- Thursday, February 27, 2020 - 5:00pm to 6:30pm
Fisher-Bennett Hall, Faculty Lounge Room 135
José María Arguedas' Todas las sangres (All Bloods) (1964) and Tarashankar Bandyopadhyay's The Tale of Hansuli Turn (1951), I argue, are novels that offer unique and connected perspectives on their own historical conjunctures and theorize the articulation of race and dispossession in Peruvian and Bengali agrarian settings in the twentieth century capitalist world-system. Bringing these two literary texts into conversation with one another allows me to illuminate a shared condition I am calling agrarian globality.

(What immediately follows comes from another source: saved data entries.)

//! Tree literals: the plain nested `name`/`data`/`children` interchange format.

use std::collections::HashMap;
use std::hash::Hash;

use serde::{Deserialize, Serialize};
use tracing::instrument;

use crate::domain::arena::NodeArena;
use crate::domain::error::{TreeError, TreeResult};
use crate::domain::node::NodeId;

/// Nested record mirroring a subtree.
///
/// In JSON, an absent `data` is omitted and an absent `children` reads as
/// an empty list:
///
/// ```json
/// { "name": "Root", "data": "Root Data", "children": [ { "name": "Child" } ] }
/// ```
#[derive(Debug, Clone, PartialEq, Eq, Serialize, Deserialize)]
pub struct TreeRecord<K, T> {
    pub name: K,
    #[serde(default, skip_serializing_if = "Option::is_none")]
    pub data: Option<T>,
    #[serde(default)]
    pub children: Vec<TreeRecord<K, T>>,
}

impl<K, T> TreeRecord<K, T> {
    pub fn new(name: K, data: Option<T>) -> Self {
        Self {
            name,
            data,
            children: Vec::new(),
        }
    }

    pub fn with_children(mut self, children: impl IntoIterator<Item = TreeRecord<K, T>>) -> Self {
        self.children.extend(children);
        self
    }

    /// Number of records in this literal, itself included.
    pub fn size(&self) -> usize {
        let mut count = 0;
        let mut stack = vec![self];
        while let Some(record) = stack.pop() {
            count += 1;
            stack.extend(record.children.iter());
        }
        count
    }
}

impl<K, T, P> NodeArena<K, T, P>
where
    K: Eq + Hash + Clone,
{
    /// Snapshot of the subtree at `id`, children in insertion order.
    #[instrument(level = "debug", skip(self))]
    pub fn to_record(&self, id: NodeId) -> TreeResult<TreeRecord<K, T>>
    where
        T: Clone,
    {
        // Post-order guarantees every child record exists before its parent's.
        let mut built: HashMap<NodeId, TreeRecord<K, T>> = HashMap::new();
        for node in self.iter_postorder(id) {
            let children = node
                .node()
                .children()
                .filter_map(|child| built.remove(&child))
                .collect();
            built.insert(
                node.id(),
                TreeRecord {
                    name: node.name().clone(),
                    data: node.data().cloned(),
                    children,
                },
            );
        }
        built.remove(&id).ok_or(TreeError::UnknownNode(id))
    }

    /// Builds a fresh tree from `record` and returns its root.
    ///
    /// Children are linked with the same rules as `add_child`, in array
    /// order, so sibling order matches the literal.
    #[instrument(level = "debug", skip(self, record))]
    pub fn from_record(&mut self, record: TreeRecord<K, T>) -> NodeId {
        let TreeRecord {
            name,
            data,
            children,
        } = record;
        let root = self.create_node(name, data);

        let mut stack = vec![(root, children)];
        while let Some((parent, children)) = stack.pop() {
            for child in children {
                let TreeRecord {
                    name,
                    data,
                    children,
                } = child;
                let id = self.create_node(name, data);
                self.attach(parent, id);
                stack.push((id, children));
            }
        }

        root
    }
}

Agrarian globality is another name for the kind of connected history of dispossession, race, and the capitalist world-system that I construct across what are often seen as seemingly isolated geographies (the Andean highlands in Latin America and rural Bengal in the Indian subcontinent), non-capitalist institutions of landownership and rural labor (sharecropping, debt peonage, or bonded labor on the hacienda and zamindari), or enclosed community relations (casta and caste). I thus attempt to forge a materialist literary method for reading novels and develop a critical perspective for viewing the dynamic forces that join what are otherwise understood as disconnected rural geographies, economies, and social relations to a collectively inhabited world at large.